- [Given entries]
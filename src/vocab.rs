//! Token vocabulary.
//!
//! [`Vocabulary`] is the seam the corpus reader maps tokens through. [`Vocab`]
//! is the plain one-token-per-line implementation with `<pad>`, `<eos>` and
//! `<unk>` reserved at ids 0, 1 and 2.

use std::collections::HashMap;
use std::path::Path;

use crate::{Error, Result};

pub const PAD_SYMBOL: &str = "<pad>";
pub const EOS_SYMBOL: &str = "<eos>";
pub const UNK_SYMBOL: &str = "<unk>";

/// Token-to-id mapping consumed by the corpus reader.
pub trait Vocabulary: Send + Sync {
    /// Map at most `limit` tokens to ids.
    fn to_id(&self, tokens: &[&str], limit: usize) -> Result<Vec<u32>>;

    /// Number of entries.
    fn size(&self) -> usize;

    /// Id used for padding.
    fn pad_id(&self) -> u32;
}

/// In-memory vocabulary.
#[derive(Debug, Clone)]
pub struct Vocab {
    word2id: HashMap<String, u32>,
    id2word: Vec<String>,
    unk: Option<u32>,
    pad: u32,
    eos: Option<u32>,
    append_eos: bool,
}

impl Vocab {
    /// Vocabulary with the reserved symbols followed by `tokens`.
    pub fn from_tokens<I, S>(tokens: I) -> Self
    where
        I: IntoIterator<Item = S>,
        S: Into<String>,
    {
        let mut vocab = Self::empty();
        for special in [PAD_SYMBOL, EOS_SYMBOL, UNK_SYMBOL] {
            vocab.insert(special);
        }
        vocab.pad = 0;
        vocab.eos = Some(1);
        vocab.unk = Some(2);
        for token in tokens {
            vocab.insert(token);
        }
        vocab
    }

    /// Vocabulary of exactly `tokens`, without reserved symbols.
    ///
    /// Unknown tokens are a lookup failure; id 0 doubles as padding.
    pub fn without_specials<I, S>(tokens: I) -> Self
    where
        I: IntoIterator<Item = S>,
        S: Into<String>,
    {
        let mut vocab = Self::empty();
        for token in tokens {
            vocab.insert(token);
        }
        vocab
    }

    /// Load a vocabulary file: the first whitespace field of every
    /// non-blank line is a token. Duplicates keep their first id.
    pub fn load(path: impl AsRef<Path>) -> Result<Self> {
        let data = std::fs::read_to_string(path.as_ref())?;
        let tokens = data
            .lines()
            .filter_map(|line| line.split_whitespace().next())
            .map(str::to_string)
            .collect::<Vec<_>>();
        let vocab = Self::from_tokens(tokens);
        tracing::debug!(path = %path.as_ref().display(), size = vocab.size(), "loaded vocabulary");
        Ok(vocab)
    }

    /// Append `<eos>` to every mapped sequence, inside the length limit.
    pub fn with_eos(mut self, append_eos: bool) -> Self {
        self.append_eos = append_eos;
        self
    }

    /// Id of a token, if present.
    pub fn get(&self, token: &str) -> Option<u32> {
        self.word2id.get(token).copied()
    }

    /// Token of an id, if present.
    pub fn token(&self, id: u32) -> Option<&str> {
        self.id2word.get(id as usize).map(String::as_str)
    }

    fn empty() -> Self {
        Self {
            word2id: HashMap::new(),
            id2word: Vec::new(),
            unk: None,
            pad: 0,
            eos: None,
            append_eos: false,
        }
    }

    fn insert(&mut self, token: impl Into<String>) {
        let token = token.into();
        if self.word2id.contains_key(&token) {
            return;
        }
        let id = self.id2word.len() as u32;
        self.word2id.insert(token.clone(), id);
        self.id2word.push(token);
    }

    fn lookup(&self, token: &str) -> Result<u32> {
        self.get(token).or(self.unk).ok_or_else(|| Error::Lookup {
            token: token.to_string(),
        })
    }
}

impl Vocabulary for Vocab {
    fn to_id(&self, tokens: &[&str], limit: usize) -> Result<Vec<u32>> {
        let eos = if self.append_eos { self.eos } else { None };
        let budget = if eos.is_some() {
            limit.saturating_sub(1)
        } else {
            limit
        };
        let mut ids = tokens
            .iter()
            .take(budget)
            .map(|token| self.lookup(token))
            .collect::<Result<Vec<_>>>()?;
        if let Some(eos) = eos.filter(|_| limit > 0) {
            ids.push(eos);
        }
        Ok(ids)
    }

    fn size(&self) -> usize {
        self.id2word.len()
    }

    fn pad_id(&self) -> u32 {
        self.pad
    }
}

- [Directions] Find the lines above that contain the word "usize" and copy each one.

- [Exercise result]
    fn to_id(&self, tokens: &[&str], limit: usize) -> Result<Vec<u32>>;
    fn size(&self) -> usize;
        self.id2word.get(id as usize).map(String::as_str)
    fn to_id(&self, tokens: &[&str], limit: usize) -> Result<Vec<u32>> {
    fn size(&self) -> usize {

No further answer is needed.